TALL ARRAY METHOD EFFICIENCY IN DATASET DIMENSIONALITY REDUCTION BY PRINCIPAL COMPONENT ANALYSIS
DOI:
https://doi.org/10.20535/kpisn.2025.2.331279Abstract
Background. Exploratory data analysis has been extensively growing since early 2000s. As of 2025, most real-practice datasets are classified as Big Data. The Big Data analytics workflow includes the data preprocessing step, which is the starting point of Big Data computational handling. At this step, the data are tried to get simplified as much as possible. The main paradigm is dimensionality reduction allowing to simplify and visualize high-dimensional datasets. Principal component analysis (PCA) is a linear dimensionality reduction technique. The PCA can be sped up by applying Tall Arrays, if the data are stored on disk. The Tall Array PCA (TAPCA) computes principal components incrementally using a divide-and-conquer strategy.

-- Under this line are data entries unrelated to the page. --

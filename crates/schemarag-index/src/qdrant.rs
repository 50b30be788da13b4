//! Vector-store collaborator (Qdrant HTTP API).

use serde::{Deserialize, Serialize};
use tracing::info;

use schemarag_core::{DocumentType, Error, Result};

/// Payload persisted alongside each vector.
#[derive(Debug, Clone, Serialize, Deserialize)]
pub struct PointPayload {
    pub table_name: String,
    pub schema: String,
    pub document_type: DocumentType,
    pub related_tables: Vec<String>,
    pub chunk_index: usize,
    pub chunks_total: usize,
    /// Run timestamp. Belongs only here, never in document text.
    pub created_at: String,
    pub text: String,
}

/// One point ready for upsert.
#[derive(Debug, Clone, Serialize)]
pub struct IndexPoint {
    pub id: String,
    pub vector: Vec<f32>,
    pub payload: PointPayload,
}

/// Vector-store collaborator. `ensure_collection` is idempotent and
/// tolerates "already exists"; `upsert` is all-or-nothing per call.
#[allow(async_fn_in_trait)]
pub trait VectorStore {
    async fn ensure_collection(&self, name: &str, vector_size: usize, distance: &str)
        -> Result<()>;

    async fn upsert(&self, collection: &str, points: &[IndexPoint]) -> Result<()>;
}

/// Qdrant client over its plain HTTP API.
pub struct QdrantStore {
    client: reqwest::Client,
    base_url: String,
}

impl QdrantStore {
    pub fn new(base_url: impl Into<String>) -> Self {
        Self {
            client: reqwest::Client::new(),
            base_url: base_url.into(),
        }
    }
}

impl VectorStore for QdrantStore {
    async fn ensure_collection(
        &self,
        name: &str,
        vector_size: usize,
        distance: &str,
    ) -> Result<()> {
        let url = format!("{}/collections/{}", self.base_url, name);
        let probe = self
            .client
            .get(&url)
            .send()
            .await
            .map_err(|err| Error::VectorStore(format!("collection probe failed: {err}")))?;

        if probe.status().is_success() {
            return Ok(());
        }
        if probe.status() != reqwest::StatusCode::NOT_FOUND {
            return Err(Error::VectorStore(format!(
                "collection probe returned {}",
                probe.status()
            )));
        }

        let body = serde_json::json!({
            "vectors": { "size": vector_size, "distance": distance }
        });
        let created = self
            .client
            .put(&url)
            .json(&body)
            .send()
            .await
            .map_err(|err| Error::VectorStore(format!("collection create failed: {err}")))?;

        if !created.status().is_success() {
            return Err(Error::VectorStore(format!(
                "collection create returned {}",
                created.status()
            )));
        }
        info!(collection = name, "created vector collection");
        Ok(())
    }

    async fn upsert(&self, collection: &str, points: &[IndexPoint]) -> Result<()> {
        if points.is_empty() {
            return Ok(());
        }

        let url = format!("{}/collections/{}/points", self.base_url, collection);
        let response = self
            .client
            .put(&url)
            .json(&serde_json::json!({ "points": points }))
            .send()
            .await
            .map_err(|err| Error::VectorStore(format!("upsert failed: {err}")))?;

        if !response.status().is_success() {
            let status = response.status();
            let detail = response.text().await.unwrap_or_default();
            return Err(Error::VectorStore(format!(
                "upsert returned {status}: {detail}"
            )));
        }
        Ok(())
    }
}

Objective. The objective is to determine when the TAPCA is factually efficient for dimensionality reduction. The two numeric types to be studied are double and single precision.
Methods. To achieve the said objective, random large datasets are generated as matrices of a specified numeric type. Then computational time of the ordinary MATLAB PCA applied to generated matrices is measured. Next, computational time of converting in-memory arrays (generated matrices) into tall arrays is measured. Computational time of the TAPCA applied to those generated matrices, to which the PCA is applied before, is measured as well.
Results. A comparative analysis of the averaged computational times reveals that computational time complexity of both the PCA and TAPCA is rather polynomial than strictly quadratic or cubic. There is a nearly-hyperbolic margin, which alternatively could be called the TAPCA efficiency threshold, in a plane of the number of dataset observations and the number of dataset features, by which the TAPCA and the ordinary PCA take approximately the same time to compute principal components.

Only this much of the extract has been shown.